“In life we change and we grow, we experience different things, big moments, things happen that shift us for the worst or the better,” Ingrid tells me down the phone as the start of her explanation of her very deliberate change of direction. “As a writer and an artist, something is either added to you or something is taken away from you, and it changes you. So I think you become a different person with each thing that happens. So I am not the same person I was last year, I am not the same person as when I wrote my first song. If you allow yourself to view things differently as you go along I think the rest is going to fall into place and you are not just regurgitating.” It was in this context she started work on new material. “I wanted to change my sound,” she says. “I have had a lot of success with TV commercials and things like that and I feel like that out of all my songs, I have probably written close to 50 or 60 songs that are out in the world, out of all of those there are four that get licenced over and over again. And people judge me on two of those four. I get put into this box – this is the kind of music you make, this jingly, happy stuff – and those are the tip of the iceberg, there is a lot more going on. But people don’t care to look any further, that’s fine. If they hear that one song and like it, fine, if they hate it that’s fine too. Life is what it is and I am very fortunate to be where I am. But on this record I wanted to dig deeper, I don’t want to be just seen as the girl that writes the cute, little songs. I know people love that still and want that, and that is why there is a back-catalogue, so they can enjoy that part of my music because it will always be there for them. But you can’t keep doing the same thing over and over again, well you can but it gets boring. So I wanted to embrace the idea of thinking bigger, not being as contained.”
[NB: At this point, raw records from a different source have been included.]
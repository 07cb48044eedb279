//! Bracket-tag markup: `[color=red]`, `[size=large]`, `[b]`, `[i]`.
//!
//! Parsing runs in two passes over string slices. The tokenizer splits the
//! input into literal text, opening tags and closing tags. The matcher pairs
//! every closing tag with the nearest unmatched opening tag of the same kind.
//! The emitter then walks the tokens with an explicit style stack and cuts a
//! new segment at every accepted tag. Anything that does not pair up is kept
//! as literal text, so parsing never fails.

use smallvec::SmallVec;

use crate::style::{self, ResolvedStyle};

/// Deepest tag nesting tracked by the parser. Opening tags beyond this depth
/// are kept as literal text along with their closing partner.
pub const MAX_TAG_DEPTH: usize = 10;

#[derive(Debug, Clone, Copy, PartialEq, Eq, Hash)]
pub enum TagKind {
    Color,
    Size,
    Bold,
    Italic,
}

impl TagKind {
    fn from_name(name: &str) -> Option<Self> {
        match name {
            "color" => Some(Self::Color),
            "size" => Some(Self::Size),
            "b" => Some(Self::Bold),
            "i" => Some(Self::Italic),
            _ => None,
        }
    }

    /// Tag name as written in markup.
    pub fn name(self) -> &'static str {
        match self {
            Self::Color => "color",
            Self::Size => "size",
            Self::Bold => "b",
            Self::Italic => "i",
        }
    }

    fn takes_value(self) -> bool {
        matches!(self, Self::Color | Self::Size)
    }
}

/// One opening tag as recorded on a segment.
#[derive(Debug, Clone, PartialEq, Eq)]
pub struct StyleTag {
    pub kind: TagKind,
    /// Attribute text (`"red"`, `"large"`, `"24"`); empty for `b` and `i`.
    pub value: String,
}

impl StyleTag {
    pub fn new(kind: TagKind, value: impl Into<String>) -> Self {
        Self {
            kind,
            value: value.into(),
        }
    }
}

/// Tags enclosing a segment, outermost first.
pub type TagStack = SmallVec<[StyleTag; 4]>;

/// A run of text sharing one combination of open tags.
#[derive(Debug, Clone, PartialEq)]
pub struct TextSegment {
    pub text: String,
    pub styles: TagStack,
}

impl TextSegment {
    /// Untagged segment.
    pub fn plain(text: impl Into<String>) -> Self {
        Self {
            text: text.into(),
            styles: TagStack::new(),
        }
    }

    /// Flatten this segment's tags onto `base`.
    pub fn resolve(&self, base: &ResolvedStyle) -> ResolvedStyle {
        style::resolve(&self.styles, base)
    }
}

/// Parsed segments together with the base style they resolve against.
#[derive(Debug, Clone, PartialEq)]
pub struct StyledText {
    pub segments: Vec<TextSegment>,
    pub base: ResolvedStyle,
}

impl StyledText {
    /// Parse `markup` and keep `base` for later resolution.
    pub fn parse(markup: &str, base: ResolvedStyle) -> Self {
        Self {
            segments: parse(markup),
            base,
        }
    }

    /// Wrap `text` as a single untagged segment, without interpreting tags.
    pub fn plain(text: &str, base: ResolvedStyle) -> Self {
        let segments = if text.is_empty() {
            Vec::new()
        } else {
            vec![TextSegment::plain(text)]
        };
        Self { segments, base }
    }

    pub fn is_empty(&self) -> bool {
        self.segments.is_empty()
    }

    /// Each segment's text with its resolved style.
    pub fn resolved(&self) -> impl Iterator<Item = (&str, ResolvedStyle)> + '_ {
        self.segments
            .iter()
            .map(|seg| (seg.text.as_str(), seg.resolve(&self.base)))
    }

    /// Concatenated text with all accepted tags removed.
    pub fn plain_text(&self) -> String {
        self.segments.iter().map(|s| s.text.as_str()).collect()
    }
}

#[derive(Debug, Clone, Copy, PartialEq)]
enum Token<'a> {
    Text(&'a str),
    Open {
        kind: TagKind,
        value: &'a str,
        raw: &'a str,
    },
    Close {
        kind: TagKind,
        raw: &'a str,
    },
}

impl Token<'_> {
    fn open_kind(&self) -> Option<TagKind> {
        match self {
            Token::Open { kind, .. } => Some(*kind),
            _ => None,
        }
    }
}

enum TagShape<'a> {
    Open(TagKind, &'a str),
    Close(TagKind),
}

/// Classify the text between `[` and `]`.
fn classify(inner: &str) -> Option<TagShape<'_>> {
    if let Some(name) = inner.strip_prefix('/') {
        return TagKind::from_name(name).map(TagShape::Close);
    }
    if let Some((name, value)) = inner.split_once('=') {
        let kind = TagKind::from_name(name)?;
        let value = value.trim();
        // A `[` in the value means the span swallowed the start of another tag.
        if !kind.takes_value() || value.is_empty() || value.contains('[') {
            return None;
        }
        return Some(TagShape::Open(kind, value));
    }
    match TagKind::from_name(inner)? {
        kind @ (TagKind::Bold | TagKind::Italic) => Some(TagShape::Open(kind, "")),
        // `[color]` and `[size]` without a value are literal.
        _ => None,
    }
}

fn tokenize(markup: &str) -> Vec<Token<'_>> {
    let mut tokens = Vec::new();
    let mut text_start = 0;
    let mut cursor = 0;

    while let Some(rel) = markup[cursor..].find('[') {
        let open = cursor + rel;
        // No `]` left means no further tag can close either.
        let Some(rel_close) = markup[open + 1..].find(']') else {
            break;
        };
        let close = open + 1 + rel_close;
        let raw = &markup[open..=close];

        let token = match classify(&markup[open + 1..close]) {
            Some(TagShape::Open(kind, value)) => Token::Open { kind, value, raw },
            Some(TagShape::Close(kind)) => Token::Close { kind, raw },
            None => {
                // Literal `[`; a tag may still start inside this span.
                cursor = open + 1;
                continue;
            }
        };

        if open > text_start {
            tokens.push(Token::Text(&markup[text_start..open]));
        }
        tokens.push(token);
        cursor = close + 1;
        text_start = cursor;
    }

    if text_start < markup.len() {
        tokens.push(Token::Text(&markup[text_start..]));
    }
    tokens
}

/// Pair closing tags with the nearest unmatched opening tag of the same kind.
/// Returns the partner token index for every matched tag.
fn match_tags(tokens: &[Token<'_>]) -> Vec<Option<usize>> {
    let mut partner = vec![None; tokens.len()];
    let mut unmatched: Vec<usize> = Vec::new();

    for (idx, token) in tokens.iter().enumerate() {
        match token {
            Token::Open { .. } => unmatched.push(idx),
            Token::Close { kind, .. } => {
                if let Some(pos) = unmatched
                    .iter()
                    .rposition(|&open| tokens[open].open_kind() == Some(*kind))
                {
                    let open = unmatched.remove(pos);
                    partner[open] = Some(idx);
                    partner[idx] = Some(open);
                }
            }
            Token::Text(_) => {}
        }
    }
    partner
}

/// Move the pending run into `segments`, merging with the previous segment
/// when the tag stack is unchanged.
fn flush(run: &mut String, stack: &[(usize, StyleTag)], segments: &mut Vec<TextSegment>) {
    if run.is_empty() {
        return;
    }
    let styles: TagStack = stack.iter().map(|(_, tag)| tag.clone()).collect();
    if let Some(last) = segments.last_mut()
        && last.styles == styles
    {
        last.text.push_str(run);
        run.clear();
        return;
    }
    segments.push(TextSegment {
        text: std::mem::take(run),
        styles,
    });
}

/// Parse markup into styled segments.
///
/// Unknown tags, malformed tags, tags without a partner and tags nested
/// deeper than [`MAX_TAG_DEPTH`] are kept verbatim in the text.
pub fn parse(markup: &str) -> Vec<TextSegment> {
    let tokens = tokenize(markup);
    let mut partner = match_tags(&tokens);

    // (opening token index, tag): the index identifies the frame when its
    // closing tag arrives, even if other frames were pushed after it.
    let mut stack: Vec<(usize, StyleTag)> = Vec::with_capacity(MAX_TAG_DEPTH);
    let mut segments = Vec::new();
    let mut run = String::new();

    for (idx, token) in tokens.iter().enumerate() {
        match *token {
            Token::Text(text) => run.push_str(text),
            Token::Open { kind, value, raw } => match partner[idx] {
                Some(_) if stack.len() < MAX_TAG_DEPTH => {
                    flush(&mut run, &stack, &mut segments);
                    stack.push((idx, StyleTag::new(kind, value)));
                }
                Some(close) => {
                    partner[close] = None;
                    run.push_str(raw);
                }
                None => run.push_str(raw),
            },
            Token::Close { raw, .. } => {
                let frame = partner[idx]
                    .and_then(|open| stack.iter().rposition(|(o, _)| *o == open));
                match frame {
                    Some(pos) => {
                        flush(&mut run, &stack, &mut segments);
                        stack.remove(pos);
                    }
                    None => run.push_str(raw),
                }
            }
        }
    }
    flush(&mut run, &stack, &mut segments);
    segments
}

/// Markup with every accepted tag removed.
pub fn strip_tags(markup: &str) -> String {
    parse(markup).into_iter().map(|s| s.text).collect()
}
The album is bigger, with far more orchestration, which can be credited to her working with producer David Kahne (Regina Spektor’s Begin To Hope, Paul McCartney, The Strokes and he was even the producer of the Goonies soundtrack).”At the beginning of the recording, which was ongoing for about nine months, David said, ‘I want to know why you don’t sing live, on your records you are very contained and safe. When I see you live you really go for it.” Ingrid explains. “I had never realised I was doing that, so I took it as a challenge and it sparked all these new ideas in me and I wrote the entire record in the span of four months. I was inspired to sing out. In singing out and allowing my voice to go to these places, I opened up my brain and lyrically put things in a different light too.”
These new places are the also the changes that have taken place in her life, which gave the album its title. “I fell in love and married somebody, what makes you more human than that,” she challenges me. “Somebody that makes me feel alive and part of the human race. I think that when you find real love there is something really final about it that is also really frightening because “I am with this person and I am going to die with this person.” It squishes your life perspective. The record isn’t all I’m in love and I’m so happy, there is a lot of weight to it also because that is what life is also.
For the daughter of a sculptor and a composer, Michaelson had a very musically sheltered upbringing. All she knew until she was a teen was her parents’ choice in music – classical, some Beatles and some hymns (thought not a religious family), and classic ‘50s musicals. “I didn’t know anything,” Ingrid laughs. “I remember my friend loaned me a Madonna tape, when I was 12 or 13. Up until then I guess I had subscribed to what my parents had said, which was ‘All pop music sounds the same’,” she states, impersonating her father. “It’s ironic that now I write pop music, but when I got this tape I thought, ‘they all sounded the same’, but I fell in love with them. It was the album with La Isla Bonita [True Blue], I listened to that tape over and over. A few weeks later I got a radio for Christmas, I would listen to the radio, it had a tape player in it, so I could record songs, I would listen to the radio and my head exploded, “There is so much music out there.”